J’ai peur de te perdre,
j’ai peur de te perdre,
j’ai peur de te perdre.


L’esprit d’Alduis restait encore et encore bloqué sur les mêmes mots, sans réussir à les digérer. Ils rebondissaient en un écho infini, se répétaient, s’emmêlaient les uns aux autres. Petit à petit, ils se perdaient quelque part, entre ce monde et un autre. Ils lui échappaient, et Alduis essayait désespérement de les retenir.

Il voulait comprendre, il avait besoin de comprendre. Mais plus il tâchait de relier les choses entre elles, moins il y arrivait. Quand il pensait s’en rapprocher, les choses lui échappaient de nouveau - juste quand il avait la sensation de les toucher. Et elles partaient encore plus loin, devenaient encore plus floues.

Avait-il seulement bien entendu ? Peut-être rêvait-il ?
Peut-être que son père n’était pas réellement là ?

Peut-être était-il déjà mort ?

Mais non. Puisque les morts ne se posaient plus de questions. De nouveau, il jeta un regard vers le bas. Un regard où se mêlaient envie et désespoir. Le vide vertigineux sous ses pieds. La chute, l’impact. La Mort qui l’attendait là-bas. Et même sans s’en rendre compte, il se penchait de plus en plus. Comme s’il cherchait à s’en rapprocher le plus possible.

J’ai peur de te perdre.

Alduis entoura ses épaules de ses propres bras pour se rassurer. Il avait froid maintenant. Un froid glacial qui se répandait dans ses veines et qui gagnait lentement chaque millimètre de son corps. Qui remontait dans sa poitrine, vers son coeur.
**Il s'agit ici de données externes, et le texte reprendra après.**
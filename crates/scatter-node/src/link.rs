//! Per-connection protocol state.
//!
//! Streams carry no key or request id, so a node works out what an inbound
//! stream is for from the order things arrived on that connection:
//!
//! - a stream that follows an unmatched `Store` announcement carries that
//!   Store's payload;
//! - any other stream is the reply to this node's outstanding `Get`, and at
//!   most one `Get` per connection is outstanding at a time.
//!
//! On the sending side, [`Link::lock_exchange`] keeps a Store announcement
//! and its stream adjacent: Get replies take the same lock, so no reply can
//! land in between.

use scatter_p2p::TcpPeer;
use std::collections::VecDeque;
use std::net::SocketAddr;
use std::sync::atomic::{AtomicU64, Ordering};
use std::sync::{Arc, Mutex, MutexGuard};
use tokio::sync::{mpsc, Mutex as TokioMutex, OwnedSemaphorePermit, Semaphore};
use tokio_util::sync::CancellationToken;

/// Where the winning Get reply is sent: the peer it came from and the
/// plaintext.
pub type ReplySender = mpsc::Sender<(SocketAddr, Vec<u8>)>;

/// A Store announced by the remote whose stream has not arrived yet.
#[derive(Debug, Clone, PartialEq, Eq)]
pub struct PendingStore {
    pub key: String,
    pub size: u64,
}

/// The one Get this node is waiting on the remote to answer.
pub struct PendingReply {
    id: u64,
    pub race: CancellationToken,
    pub won: ReplySender,
    _outstanding: OwnedSemaphorePermit,
}

impl PendingReply {
    /// Whether the fetch this reply belongs to still wants it.
    pub fn is_wanted(&self) -> bool {
        !self.race.is_cancelled()
    }
}

/// Who the next inbound stream on a connection belongs to.
pub enum StreamOwner {
    Store(PendingStore),
    Reply(PendingReply),
    /// Nothing was expecting a stream. It is read as a Get reply and dropped.
    Unclaimed,
}

pub struct Link {
    peer: Arc<TcpPeer>,
    exchange: TokioMutex<()>,
    stores: Mutex<VecDeque<PendingStore>>,
    reply: Mutex<Option<PendingReply>>,
    outstanding: Arc<Semaphore>,
    next_id: AtomicU64,
}

impl Link {
    pub fn new(peer: Arc<TcpPeer>) -> Self {
        Link {
            peer,
            exchange: TokioMutex::new(()),
            stores: Mutex::new(VecDeque::new()),
            reply: Mutex::new(None),
            outstanding: Arc::new(Semaphore::new(1)),
            next_id: AtomicU64::new(0),
        }
    }

    pub fn peer(&self) -> &Arc<TcpPeer> {
        &self.peer
    }

    pub fn remote_addr(&self) -> SocketAddr {
        self.peer.remote_addr()
    }

    /// Exclusive right to put a stream on this connection. Hold it from a
    /// Store announcement through its stream, and around every Get reply.
    pub async fn lock_exchange(&self) -> tokio::sync::MutexGuard<'_, ()> {
        self.exchange.lock().await
    }

    /// Record a Store announcement. Must be called in the order messages
    /// arrived on the connection.
    pub fn expect_store(&self, key: impl Into<String>, size: u64) {
        lock(&self.stores).push_back(PendingStore {
            key: key.into(),
            size,
        });
    }

    /// Wait until no Get to this peer is outstanding, then mark the next
    /// reply as belonging to `race`. Returns an id for
    /// [`cancel_reply`](Self::cancel_reply).
    ///
    /// Call before sending the Get, so the reply can never arrive first.
    /// Fails once the link is closed.
    pub async fn expect_reply(
        &self,
        race: CancellationToken,
        won: ReplySender,
    ) -> anyhow::Result<u64> {
        let permit = self
            .outstanding
            .clone()
            .acquire_owned()
            .await
            .map_err(|_| anyhow::anyhow!("peer {} closed", self.remote_addr()))?;
        let id = self.next_id.fetch_add(1, Ordering::Relaxed);
        *lock(&self.reply) = Some(PendingReply {
            id,
            race,
            won,
            _outstanding: permit,
        });
        Ok(id)
    }

    /// Withdraw the expectation registered as `id`, if it is still pending.
    /// Used when the Get could not be sent.
    pub fn cancel_reply(&self, id: u64) {
        let mut reply = lock(&self.reply);
        if reply.as_ref().map(|r| r.id) == Some(id) {
            *reply = None;
        }
    }

    /// Decide who the stream that just arrived belongs to. Must be called in
    /// the order streams arrived on the connection.
    pub fn claim_stream(&self) -> StreamOwner {
        if let Some(store) = lock(&self.stores).pop_front() {
            return StreamOwner::Store(store);
        }
        match lock(&self.reply).take() {
            Some(reply) => StreamOwner::Reply(reply),
            None => StreamOwner::Unclaimed,
        }
    }

    /// Close the connection and forget every expectation on it.
    pub fn close(&self) {
        self.peer.close();
        self.outstanding.close();
        lock(&self.stores).clear();
        lock(&self.reply).take();
    }

    pub fn is_closed(&self) -> bool {
        self.peer.is_closed()
    }
}

fn lock<T>(m: &Mutex<T>) -> MutexGuard<'_, T> {
    m.lock().unwrap_or_else(|e| e.into_inner())
}

impl std::fmt::Debug for Link {
    fn fmt(&self, f: &mut std::fmt::Formatter<'_>) -> std::fmt::Result {
        f.debug_struct("Link")
            .field("peer", &self.peer.remote_addr())
            .field("pending_stores", &lock(&self.stores).len())
            .finish()
    }
}

#[cfg(test)]
mod tests {
    use super::*;
    use std::time::Duration;
    use tokio::net::{TcpListener, TcpStream};

    async fn loopback_link() -> (Link, TcpStream) {
        let listener = TcpListener::bind("127.0.0.1:0").await.unwrap();
        let addr = listener.local_addr().unwrap();
        let (dialed, accepted) = tokio::join!(TcpStream::connect(addr), listener.accept());
        let peer = TcpPeer::new(dialed.unwrap(), false).unwrap();
        (Link::new(Arc::new(peer)), accepted.unwrap().0)
    }

    #[tokio::test]
    async fn test_store_announcement_claims_before_reply() {
        let (link, _remote) = loopback_link().await;
        let (won, _rx) = mpsc::channel(1);
        link.expect_reply(CancellationToken::new(), won).await.unwrap();
        link.expect_store("k1", 7);

        assert!(matches!(
            link.claim_stream(),
            StreamOwner::Store(PendingStore { ref key, size: 7 }) if key == "k1"
        ));
        assert!(matches!(link.claim_stream(), StreamOwner::Reply(_)));
        assert!(matches!(link.claim_stream(), StreamOwner::Unclaimed));
    }

    #[tokio::test]
    async fn test_stores_claim_in_arrival_order() {
        let (link, _remote) = loopback_link().await;
        link.expect_store("first", 1);
        link.expect_store("second", 2);

        let keys: Vec<String> = (0..2)
            .map(|_| match link.claim_stream() {
                StreamOwner::Store(s) => s.key,
                _ => panic!("expected a store"),
            })
            .collect();
        assert_eq!(keys, vec!["first", "second"]);
    }

    #[tokio::test]
    async fn test_one_outstanding_reply_at_a_time() {
        let (link, _remote) = loopback_link().await;
        let (won, _rx) = mpsc::channel(1);
        link.expect_reply(CancellationToken::new(), won.clone())
            .await
            .unwrap();

        // A second Get waits until the first reply has been consumed.
        let second = tokio::time::timeout(
            Duration::from_millis(100),
            link.expect_reply(CancellationToken::new(), won.clone()),
        )
        .await;
        assert!(second.is_err());

        let first = match link.claim_stream() {
            StreamOwner::Reply(r) => r,
            _ => panic!("expected the reply"),
        };
        drop(first);
        link.expect_reply(CancellationToken::new(), won).await.unwrap();
    }

    #[tokio::test]
    async fn test_cancel_reply_only_drops_its_own() {
        let (link, _remote) = loopback_link().await;
        let (won, _rx) = mpsc::channel(1);
        let id = link.expect_reply(CancellationToken::new(), won).await.unwrap();

        link.cancel_reply(id + 1);
        assert!(matches!(link.claim_stream(), StreamOwner::Reply(_)));

        let (won, _rx) = mpsc::channel(1);
        let id = link.expect_reply(CancellationToken::new(), won).await.unwrap();
        link.cancel_reply(id);
        assert!(matches!(link.claim_stream(), StreamOwner::Unclaimed));
    }

    #[tokio::test]
    async fn test_close_fails_waiting_gets() {
        let (link, _remote) = loopback_link().await;
        link.expect_store("k", 1);
        link.close();

        assert!(link.is_closed());
        assert!(matches!(link.claim_stream(), StreamOwner::Unclaimed));
        let (won, _rx) = mpsc::channel(1);
        assert!(link.expect_reply(CancellationToken::new(), won).await.is_err());
    }
}
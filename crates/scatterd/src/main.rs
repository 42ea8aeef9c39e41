//! scatterd: scatter file store node
//!
//! Usage:
//!   scatterd [--config scatter.toml] [--listen 127.0.0.1:3000] [--peer ADDR]...
//!
//! Runs one node until SIGINT/SIGTERM or `quit` on the console.

mod console;
mod daemon;
mod metrics;

use anyhow::Result;
use clap::{Parser, ValueEnum};
use scatter_core::config::ScatterConfig;
use std::path::{Path, PathBuf};
use tracing::info;

#[derive(Parser, Debug)]
#[command(name = "scatterd", version, about = "scatter peer-to-peer encrypted file store node")]
struct Cli {
    /// Path to scatter.toml configuration file
    #[arg(long, short = 'c', env = "SCATTER_CONFIG", default_value = "scatter.toml")]
    config: PathBuf,

    /// Log level (trace, debug, info, warn, error); overrides [daemon].log_level
    #[arg(long, env = "SCATTER_LOG")]
    log: Option<String>,

    /// Log format; overrides [daemon].log_format
    #[arg(long, env = "SCATTER_LOG_FORMAT")]
    log_format: Option<LogFormat>,

    /// Listen address; overrides [node].listen_addr
    #[arg(long, short = 'l', env = "SCATTER_LISTEN")]
    listen: Option<String>,

    /// Bootstrap peer address (repeatable); replaces [node].bootstrap_nodes
    #[arg(long = "peer", short = 'p')]
    peers: Vec<String>,

    /// Do not read commands from stdin
    #[arg(long)]
    no_console: bool,
}

#[derive(Clone, Debug, ValueEnum)]
enum LogFormat {
    Json,
    Text,
}

#[tokio::main]
async fn main() -> Result<()> {
    let cli = Cli::parse();

    let (mut config, found) = load_config(&cli.config).await?;
    if let Some(listen) = cli.listen {
        config.node.listen_addr = listen;
    }
    if !cli.peers.is_empty() {
        config.node.bootstrap_nodes = cli.peers;
    }

    let level = cli.log.unwrap_or_else(|| config.daemon.log_level.clone());
    let format = cli.log_format.unwrap_or(match config.daemon.log_format.as_str() {
        "json" => LogFormat::Json,
        _ => LogFormat::Text,
    });
    init_logging(&level, &format);

    info!(
        version = env!("CARGO_PKG_VERSION"),
        config = %cli.config.display(),
        listen = %config.node.listen_addr,
        "scatterd starting"
    );
    if !found {
        tracing::warn!(
            "config file not found: {}  (using defaults)",
            cli.config.display()
        );
    }

    daemon::run(config, !cli.no_console).await
}

/// Parse the config file, or fall back to defaults when it does not exist.
/// The flag reports whether the file was found.
async fn load_config(path: &Path) -> Result<(ScatterConfig, bool)> {
    if !path.exists() {
        return Ok((ScatterConfig::default(), false));
    }
    let content = tokio::fs::read_to_string(path)
        .await
        .map_err(|e| anyhow::anyhow!("reading config {}: {e}", path.display()))?;
    let config = toml::from_str(&content)
        .map_err(|e| anyhow::anyhow!("parsing config {}: {e}", path.display()))?;
    Ok((config, true))
}

fn init_logging(level: &str, format: &LogFormat) {
    use tracing_subscriber::{fmt, layer::SubscriberExt, util::SubscriberInitExt, EnvFilter};

    let filter = EnvFilter::try_from_default_env().unwrap_or_else(|_| EnvFilter::new(level));

    match format {
        LogFormat::Json => {
            tracing_subscriber::registry()
                .with(filter)
                .with(fmt::layer().json())
                .init();
        }
        LogFormat::Text => {
            tracing_subscriber::registry()
                .with(filter)
                .with(fmt::layer())
                .init();
        }
    }
}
Il se sentait vide. Il se sentait gelé. Comme s’il était creux de l’intérieur. Comme si le feu avait finalement fini par s’éteindre, faute de provisions à dévorer. Mais tu l’as déjà perdu, Papa, aurait-il voulu répondre, sans que les mots ne puissent sortir de sa bouche. Il est parti. Il est resté là-bas.

Alduis de Fromart était mort à Mornoy.
Et la partie de lui qui restait encore n’avait de cesse de le chercher.

Il en avait oublié la question qu’il avait posée. Il en avait oublié qu’il se trouvait toujours perché sur quarante centimètres, à huit mètres du sol. Jusqu’à ce que la voix de Coldris ne s’élève à nouveau et ne perce le silence.

Alduis prit une inspiration. L’air glacial envahit ses poumons et il eut la sensation qu’ils se glacèrent immédiatement, comme pris dans un étau de gel qui les empêchait de se gonfler complètement.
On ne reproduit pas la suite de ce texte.